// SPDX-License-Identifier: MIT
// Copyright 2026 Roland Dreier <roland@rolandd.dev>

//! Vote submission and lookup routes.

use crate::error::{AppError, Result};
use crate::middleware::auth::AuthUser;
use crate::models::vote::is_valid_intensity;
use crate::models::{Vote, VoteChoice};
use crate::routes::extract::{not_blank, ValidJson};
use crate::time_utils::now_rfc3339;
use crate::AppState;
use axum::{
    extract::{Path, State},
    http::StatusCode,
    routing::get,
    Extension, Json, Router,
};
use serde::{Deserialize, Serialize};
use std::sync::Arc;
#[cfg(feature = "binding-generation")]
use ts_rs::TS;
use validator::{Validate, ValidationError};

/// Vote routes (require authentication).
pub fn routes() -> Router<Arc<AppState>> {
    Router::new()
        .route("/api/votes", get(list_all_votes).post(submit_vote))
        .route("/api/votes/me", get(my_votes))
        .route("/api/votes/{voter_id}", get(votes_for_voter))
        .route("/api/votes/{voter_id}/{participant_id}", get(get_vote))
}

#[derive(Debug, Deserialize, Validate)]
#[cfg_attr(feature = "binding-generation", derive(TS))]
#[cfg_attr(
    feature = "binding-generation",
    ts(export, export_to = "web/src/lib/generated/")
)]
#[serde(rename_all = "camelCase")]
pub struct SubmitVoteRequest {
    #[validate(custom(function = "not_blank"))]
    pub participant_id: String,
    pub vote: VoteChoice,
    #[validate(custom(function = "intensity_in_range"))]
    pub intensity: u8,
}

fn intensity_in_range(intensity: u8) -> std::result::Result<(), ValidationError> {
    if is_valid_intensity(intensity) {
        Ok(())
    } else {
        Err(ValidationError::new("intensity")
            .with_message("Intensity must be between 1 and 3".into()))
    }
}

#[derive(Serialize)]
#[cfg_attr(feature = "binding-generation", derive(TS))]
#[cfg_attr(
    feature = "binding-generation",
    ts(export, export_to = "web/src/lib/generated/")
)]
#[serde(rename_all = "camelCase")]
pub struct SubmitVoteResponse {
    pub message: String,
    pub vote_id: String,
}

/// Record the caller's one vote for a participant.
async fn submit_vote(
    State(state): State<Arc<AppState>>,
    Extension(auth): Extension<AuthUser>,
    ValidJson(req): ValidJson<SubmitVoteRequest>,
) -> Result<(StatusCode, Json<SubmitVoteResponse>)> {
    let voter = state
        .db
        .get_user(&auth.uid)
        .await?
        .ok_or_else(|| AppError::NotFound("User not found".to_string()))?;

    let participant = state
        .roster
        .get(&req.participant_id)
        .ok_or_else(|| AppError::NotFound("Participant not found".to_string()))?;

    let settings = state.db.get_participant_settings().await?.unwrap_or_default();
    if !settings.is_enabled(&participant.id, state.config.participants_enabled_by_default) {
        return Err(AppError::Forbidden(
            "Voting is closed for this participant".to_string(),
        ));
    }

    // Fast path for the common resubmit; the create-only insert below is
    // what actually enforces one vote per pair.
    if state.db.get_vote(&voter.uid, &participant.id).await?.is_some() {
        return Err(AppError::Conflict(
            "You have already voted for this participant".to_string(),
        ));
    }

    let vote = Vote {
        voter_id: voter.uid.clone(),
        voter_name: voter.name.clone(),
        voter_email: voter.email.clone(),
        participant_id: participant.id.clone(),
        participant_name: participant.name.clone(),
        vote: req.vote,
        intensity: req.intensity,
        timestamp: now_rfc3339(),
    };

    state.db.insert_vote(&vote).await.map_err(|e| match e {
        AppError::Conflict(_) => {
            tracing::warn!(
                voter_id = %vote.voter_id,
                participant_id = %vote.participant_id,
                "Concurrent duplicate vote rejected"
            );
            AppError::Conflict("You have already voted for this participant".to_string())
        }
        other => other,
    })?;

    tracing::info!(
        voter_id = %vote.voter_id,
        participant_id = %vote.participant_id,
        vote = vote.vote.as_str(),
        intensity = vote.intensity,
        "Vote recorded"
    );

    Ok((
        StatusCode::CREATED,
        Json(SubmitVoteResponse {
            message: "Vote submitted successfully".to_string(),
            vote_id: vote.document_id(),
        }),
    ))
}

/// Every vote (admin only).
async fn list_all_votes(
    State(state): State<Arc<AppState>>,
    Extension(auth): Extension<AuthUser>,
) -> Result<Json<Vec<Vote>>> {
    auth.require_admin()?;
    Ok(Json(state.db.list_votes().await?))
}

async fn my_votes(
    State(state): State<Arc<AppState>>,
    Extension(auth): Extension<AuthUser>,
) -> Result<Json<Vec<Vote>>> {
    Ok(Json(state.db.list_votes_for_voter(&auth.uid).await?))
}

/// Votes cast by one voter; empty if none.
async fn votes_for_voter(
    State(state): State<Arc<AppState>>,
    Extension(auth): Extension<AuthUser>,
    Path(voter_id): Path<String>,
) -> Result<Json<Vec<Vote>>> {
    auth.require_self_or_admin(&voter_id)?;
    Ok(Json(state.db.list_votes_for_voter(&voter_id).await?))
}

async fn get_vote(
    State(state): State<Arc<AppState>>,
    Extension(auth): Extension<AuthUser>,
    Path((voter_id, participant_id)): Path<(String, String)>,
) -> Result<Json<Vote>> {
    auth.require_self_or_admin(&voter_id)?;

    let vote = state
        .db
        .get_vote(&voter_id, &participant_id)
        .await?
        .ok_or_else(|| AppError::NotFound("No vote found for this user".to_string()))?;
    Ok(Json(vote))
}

* * *

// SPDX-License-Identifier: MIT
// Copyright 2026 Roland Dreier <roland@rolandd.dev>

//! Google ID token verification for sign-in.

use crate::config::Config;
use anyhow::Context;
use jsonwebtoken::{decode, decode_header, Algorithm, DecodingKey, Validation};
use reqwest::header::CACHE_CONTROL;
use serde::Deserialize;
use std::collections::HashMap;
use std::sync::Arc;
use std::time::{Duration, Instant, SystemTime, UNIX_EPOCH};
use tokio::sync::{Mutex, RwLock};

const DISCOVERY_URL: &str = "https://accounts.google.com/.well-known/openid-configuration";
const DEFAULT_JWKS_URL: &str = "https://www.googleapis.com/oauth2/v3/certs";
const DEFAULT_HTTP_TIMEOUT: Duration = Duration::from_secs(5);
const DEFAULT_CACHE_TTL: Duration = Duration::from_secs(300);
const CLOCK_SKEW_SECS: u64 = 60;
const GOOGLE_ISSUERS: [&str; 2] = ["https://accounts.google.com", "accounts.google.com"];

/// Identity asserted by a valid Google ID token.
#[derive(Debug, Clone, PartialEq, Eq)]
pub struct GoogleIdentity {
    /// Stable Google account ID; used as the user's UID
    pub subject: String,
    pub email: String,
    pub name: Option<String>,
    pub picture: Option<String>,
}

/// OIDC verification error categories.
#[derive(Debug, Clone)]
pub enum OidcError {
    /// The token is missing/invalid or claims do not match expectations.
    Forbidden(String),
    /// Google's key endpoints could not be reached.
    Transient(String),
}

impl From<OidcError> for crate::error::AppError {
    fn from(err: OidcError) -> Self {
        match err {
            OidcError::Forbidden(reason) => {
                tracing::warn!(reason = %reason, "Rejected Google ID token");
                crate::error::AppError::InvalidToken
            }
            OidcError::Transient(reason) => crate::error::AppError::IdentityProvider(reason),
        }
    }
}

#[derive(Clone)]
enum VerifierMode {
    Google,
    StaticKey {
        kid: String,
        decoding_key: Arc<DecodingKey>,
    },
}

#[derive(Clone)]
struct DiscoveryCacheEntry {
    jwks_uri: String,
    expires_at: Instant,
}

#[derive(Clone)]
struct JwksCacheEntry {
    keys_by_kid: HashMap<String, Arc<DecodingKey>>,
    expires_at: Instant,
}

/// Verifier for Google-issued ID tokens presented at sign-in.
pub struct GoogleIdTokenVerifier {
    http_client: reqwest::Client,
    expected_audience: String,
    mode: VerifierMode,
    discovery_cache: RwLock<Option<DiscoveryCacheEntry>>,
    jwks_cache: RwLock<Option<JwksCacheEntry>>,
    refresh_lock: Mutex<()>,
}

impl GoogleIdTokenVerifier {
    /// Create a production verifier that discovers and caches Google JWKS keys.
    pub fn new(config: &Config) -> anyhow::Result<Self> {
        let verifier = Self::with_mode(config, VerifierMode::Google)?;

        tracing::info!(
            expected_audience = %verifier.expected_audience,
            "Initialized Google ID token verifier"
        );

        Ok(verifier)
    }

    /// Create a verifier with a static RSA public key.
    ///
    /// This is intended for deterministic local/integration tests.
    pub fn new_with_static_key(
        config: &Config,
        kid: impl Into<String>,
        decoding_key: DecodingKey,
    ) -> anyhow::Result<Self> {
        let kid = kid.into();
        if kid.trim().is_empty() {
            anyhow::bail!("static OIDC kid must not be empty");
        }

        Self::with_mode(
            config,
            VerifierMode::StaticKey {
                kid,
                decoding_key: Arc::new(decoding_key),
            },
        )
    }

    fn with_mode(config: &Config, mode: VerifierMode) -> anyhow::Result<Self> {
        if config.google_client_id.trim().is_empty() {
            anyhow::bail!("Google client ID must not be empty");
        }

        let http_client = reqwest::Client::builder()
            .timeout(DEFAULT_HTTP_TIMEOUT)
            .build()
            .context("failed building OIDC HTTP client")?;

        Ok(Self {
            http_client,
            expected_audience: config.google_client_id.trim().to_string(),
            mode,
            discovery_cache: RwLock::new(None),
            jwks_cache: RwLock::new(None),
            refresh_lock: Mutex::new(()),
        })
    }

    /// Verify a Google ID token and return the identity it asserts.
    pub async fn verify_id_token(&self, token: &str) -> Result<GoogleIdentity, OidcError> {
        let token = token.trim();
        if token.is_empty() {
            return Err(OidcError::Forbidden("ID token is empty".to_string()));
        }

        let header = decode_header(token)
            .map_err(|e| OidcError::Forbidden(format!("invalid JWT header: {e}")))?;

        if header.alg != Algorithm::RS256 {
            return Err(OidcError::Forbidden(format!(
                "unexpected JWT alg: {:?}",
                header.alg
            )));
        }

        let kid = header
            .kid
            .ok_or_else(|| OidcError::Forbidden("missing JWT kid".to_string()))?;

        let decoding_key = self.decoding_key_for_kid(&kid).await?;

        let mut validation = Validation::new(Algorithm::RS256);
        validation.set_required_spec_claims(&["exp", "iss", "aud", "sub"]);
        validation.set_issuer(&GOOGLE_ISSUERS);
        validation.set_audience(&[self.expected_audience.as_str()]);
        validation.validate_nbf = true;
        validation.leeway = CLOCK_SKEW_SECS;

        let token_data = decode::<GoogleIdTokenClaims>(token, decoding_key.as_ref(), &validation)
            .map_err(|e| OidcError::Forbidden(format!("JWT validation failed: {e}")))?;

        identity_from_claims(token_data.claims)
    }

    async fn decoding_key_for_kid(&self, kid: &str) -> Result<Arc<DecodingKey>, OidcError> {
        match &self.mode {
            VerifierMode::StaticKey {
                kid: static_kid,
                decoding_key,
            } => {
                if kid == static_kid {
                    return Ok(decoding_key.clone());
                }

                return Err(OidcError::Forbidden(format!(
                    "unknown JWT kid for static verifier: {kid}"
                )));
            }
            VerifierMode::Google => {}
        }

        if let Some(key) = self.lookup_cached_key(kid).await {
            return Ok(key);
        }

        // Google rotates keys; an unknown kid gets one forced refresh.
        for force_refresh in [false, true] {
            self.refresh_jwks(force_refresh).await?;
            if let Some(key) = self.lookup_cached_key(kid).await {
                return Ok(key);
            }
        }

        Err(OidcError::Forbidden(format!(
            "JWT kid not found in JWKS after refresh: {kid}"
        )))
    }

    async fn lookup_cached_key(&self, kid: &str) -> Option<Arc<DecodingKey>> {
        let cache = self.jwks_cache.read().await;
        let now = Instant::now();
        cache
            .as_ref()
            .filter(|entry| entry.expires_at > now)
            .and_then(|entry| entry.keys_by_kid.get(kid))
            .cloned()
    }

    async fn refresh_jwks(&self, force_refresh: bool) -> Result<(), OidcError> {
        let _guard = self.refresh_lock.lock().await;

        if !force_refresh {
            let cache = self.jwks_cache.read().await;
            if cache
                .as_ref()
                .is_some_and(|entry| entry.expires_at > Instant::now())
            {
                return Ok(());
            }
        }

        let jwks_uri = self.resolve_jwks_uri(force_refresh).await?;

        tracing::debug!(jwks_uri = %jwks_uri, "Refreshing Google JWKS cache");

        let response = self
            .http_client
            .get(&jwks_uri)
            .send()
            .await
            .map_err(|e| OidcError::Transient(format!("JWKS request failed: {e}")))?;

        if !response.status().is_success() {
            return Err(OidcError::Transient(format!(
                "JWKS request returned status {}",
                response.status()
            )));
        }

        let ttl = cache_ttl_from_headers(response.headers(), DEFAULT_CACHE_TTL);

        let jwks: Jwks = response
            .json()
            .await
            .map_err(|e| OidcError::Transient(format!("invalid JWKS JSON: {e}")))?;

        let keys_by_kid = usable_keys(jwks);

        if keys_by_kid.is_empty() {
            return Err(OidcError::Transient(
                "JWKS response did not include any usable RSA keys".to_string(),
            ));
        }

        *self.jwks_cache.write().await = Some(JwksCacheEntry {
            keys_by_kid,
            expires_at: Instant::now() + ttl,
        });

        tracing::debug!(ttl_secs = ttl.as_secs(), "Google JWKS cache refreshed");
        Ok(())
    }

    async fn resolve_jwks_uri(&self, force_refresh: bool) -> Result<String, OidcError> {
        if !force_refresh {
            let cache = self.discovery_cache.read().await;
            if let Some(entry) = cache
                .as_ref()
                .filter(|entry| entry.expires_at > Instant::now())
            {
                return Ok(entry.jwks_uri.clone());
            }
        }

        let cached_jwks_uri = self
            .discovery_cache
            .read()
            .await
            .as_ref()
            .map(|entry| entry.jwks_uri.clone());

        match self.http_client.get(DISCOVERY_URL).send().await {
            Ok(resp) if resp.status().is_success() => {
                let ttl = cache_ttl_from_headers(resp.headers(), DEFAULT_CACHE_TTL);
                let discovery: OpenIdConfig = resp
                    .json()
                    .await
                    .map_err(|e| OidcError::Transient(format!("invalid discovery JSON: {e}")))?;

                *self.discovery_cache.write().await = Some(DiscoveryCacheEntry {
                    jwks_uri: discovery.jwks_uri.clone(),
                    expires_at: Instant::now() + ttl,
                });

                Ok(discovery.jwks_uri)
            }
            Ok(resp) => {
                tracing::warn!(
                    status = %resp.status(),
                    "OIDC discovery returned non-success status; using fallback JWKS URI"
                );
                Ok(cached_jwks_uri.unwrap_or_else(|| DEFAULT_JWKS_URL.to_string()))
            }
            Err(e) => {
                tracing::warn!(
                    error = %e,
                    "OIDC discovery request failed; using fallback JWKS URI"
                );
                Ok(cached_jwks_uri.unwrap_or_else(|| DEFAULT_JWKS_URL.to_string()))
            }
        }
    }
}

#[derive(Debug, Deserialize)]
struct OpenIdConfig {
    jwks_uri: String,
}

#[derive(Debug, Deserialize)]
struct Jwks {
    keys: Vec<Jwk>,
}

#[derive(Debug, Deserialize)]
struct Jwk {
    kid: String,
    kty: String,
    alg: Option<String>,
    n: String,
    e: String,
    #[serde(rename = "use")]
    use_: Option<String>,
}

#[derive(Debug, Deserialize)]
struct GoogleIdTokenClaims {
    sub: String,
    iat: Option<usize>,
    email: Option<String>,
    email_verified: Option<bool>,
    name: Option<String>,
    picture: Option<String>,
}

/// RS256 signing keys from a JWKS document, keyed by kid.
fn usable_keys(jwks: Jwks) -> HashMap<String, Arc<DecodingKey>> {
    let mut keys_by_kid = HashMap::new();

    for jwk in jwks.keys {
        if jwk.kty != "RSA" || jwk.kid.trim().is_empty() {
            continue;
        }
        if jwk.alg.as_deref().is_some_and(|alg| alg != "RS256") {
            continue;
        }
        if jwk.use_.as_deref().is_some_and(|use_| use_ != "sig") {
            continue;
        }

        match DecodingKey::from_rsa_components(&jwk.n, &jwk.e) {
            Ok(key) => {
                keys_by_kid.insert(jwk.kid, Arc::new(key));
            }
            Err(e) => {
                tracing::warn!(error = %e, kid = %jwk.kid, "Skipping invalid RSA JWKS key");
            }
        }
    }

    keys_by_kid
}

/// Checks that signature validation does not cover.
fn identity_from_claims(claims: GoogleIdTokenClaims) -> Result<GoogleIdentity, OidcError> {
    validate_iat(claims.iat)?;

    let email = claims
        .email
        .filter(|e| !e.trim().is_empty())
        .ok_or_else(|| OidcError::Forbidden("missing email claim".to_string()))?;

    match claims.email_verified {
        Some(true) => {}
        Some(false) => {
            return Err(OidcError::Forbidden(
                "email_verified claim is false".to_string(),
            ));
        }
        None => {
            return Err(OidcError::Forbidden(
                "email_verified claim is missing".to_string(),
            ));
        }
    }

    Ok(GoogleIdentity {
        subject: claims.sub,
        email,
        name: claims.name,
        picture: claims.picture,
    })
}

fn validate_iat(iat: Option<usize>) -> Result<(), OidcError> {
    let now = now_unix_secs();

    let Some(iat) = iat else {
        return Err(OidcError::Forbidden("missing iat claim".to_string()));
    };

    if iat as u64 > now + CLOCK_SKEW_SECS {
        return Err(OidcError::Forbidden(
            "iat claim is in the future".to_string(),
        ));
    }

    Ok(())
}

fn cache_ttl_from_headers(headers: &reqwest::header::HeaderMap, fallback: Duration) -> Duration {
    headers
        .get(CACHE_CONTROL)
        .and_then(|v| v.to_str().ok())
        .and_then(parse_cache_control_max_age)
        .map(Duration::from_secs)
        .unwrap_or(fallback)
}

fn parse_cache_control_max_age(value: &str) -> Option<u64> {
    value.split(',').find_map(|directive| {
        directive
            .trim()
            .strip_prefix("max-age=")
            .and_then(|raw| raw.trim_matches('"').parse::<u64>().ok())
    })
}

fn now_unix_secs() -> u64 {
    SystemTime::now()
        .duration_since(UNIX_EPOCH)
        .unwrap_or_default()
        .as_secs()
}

--

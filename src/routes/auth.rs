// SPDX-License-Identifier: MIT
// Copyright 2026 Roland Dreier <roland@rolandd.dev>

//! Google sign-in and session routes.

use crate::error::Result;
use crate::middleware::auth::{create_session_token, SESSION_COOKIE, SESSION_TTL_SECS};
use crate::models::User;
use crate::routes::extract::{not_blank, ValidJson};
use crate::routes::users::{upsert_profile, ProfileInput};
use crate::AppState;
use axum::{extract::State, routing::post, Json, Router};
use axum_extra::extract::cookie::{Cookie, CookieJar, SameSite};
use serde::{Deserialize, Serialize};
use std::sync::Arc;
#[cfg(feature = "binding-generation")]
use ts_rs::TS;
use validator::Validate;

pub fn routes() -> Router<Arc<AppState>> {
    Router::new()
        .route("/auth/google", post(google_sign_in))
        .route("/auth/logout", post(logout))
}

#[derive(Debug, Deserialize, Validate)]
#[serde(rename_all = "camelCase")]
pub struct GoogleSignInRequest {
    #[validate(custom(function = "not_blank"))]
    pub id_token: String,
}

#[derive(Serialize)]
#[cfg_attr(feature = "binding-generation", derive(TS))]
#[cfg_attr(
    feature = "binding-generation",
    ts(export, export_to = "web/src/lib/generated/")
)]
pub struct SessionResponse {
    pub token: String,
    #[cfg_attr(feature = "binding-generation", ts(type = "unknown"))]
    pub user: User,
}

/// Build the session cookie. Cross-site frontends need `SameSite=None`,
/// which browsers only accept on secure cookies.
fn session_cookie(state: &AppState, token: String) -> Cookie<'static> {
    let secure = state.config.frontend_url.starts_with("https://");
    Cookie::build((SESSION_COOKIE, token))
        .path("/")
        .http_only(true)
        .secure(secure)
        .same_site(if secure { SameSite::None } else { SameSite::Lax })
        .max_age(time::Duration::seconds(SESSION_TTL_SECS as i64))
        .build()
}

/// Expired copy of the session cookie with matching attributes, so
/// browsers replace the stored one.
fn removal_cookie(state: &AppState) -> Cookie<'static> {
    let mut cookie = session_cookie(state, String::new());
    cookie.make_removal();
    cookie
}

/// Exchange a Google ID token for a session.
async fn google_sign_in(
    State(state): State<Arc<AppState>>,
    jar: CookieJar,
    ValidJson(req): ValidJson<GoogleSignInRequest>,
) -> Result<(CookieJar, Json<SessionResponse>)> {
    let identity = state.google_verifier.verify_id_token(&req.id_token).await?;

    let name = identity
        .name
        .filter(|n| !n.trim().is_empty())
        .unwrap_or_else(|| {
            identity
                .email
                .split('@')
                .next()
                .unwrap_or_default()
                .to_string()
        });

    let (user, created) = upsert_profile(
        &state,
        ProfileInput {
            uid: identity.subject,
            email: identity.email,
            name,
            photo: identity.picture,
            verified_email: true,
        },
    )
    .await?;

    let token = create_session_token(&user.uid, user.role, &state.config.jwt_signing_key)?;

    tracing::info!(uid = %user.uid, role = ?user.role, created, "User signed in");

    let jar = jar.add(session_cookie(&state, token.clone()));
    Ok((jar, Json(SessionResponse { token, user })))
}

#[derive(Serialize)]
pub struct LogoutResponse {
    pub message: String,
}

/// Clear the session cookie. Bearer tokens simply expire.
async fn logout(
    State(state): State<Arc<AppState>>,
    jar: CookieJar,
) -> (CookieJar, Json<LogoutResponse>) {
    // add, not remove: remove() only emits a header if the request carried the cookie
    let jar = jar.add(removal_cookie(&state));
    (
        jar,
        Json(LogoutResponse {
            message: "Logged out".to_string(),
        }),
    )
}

» WHAT THE TASK REQUIRES
Going through the entries above, show each line that contains "value".

» RESPONSE BELOW
fn parse_cache_control_max_age(value: &str) -> Option<u64> {
    value.split(',').find_map(|directive| {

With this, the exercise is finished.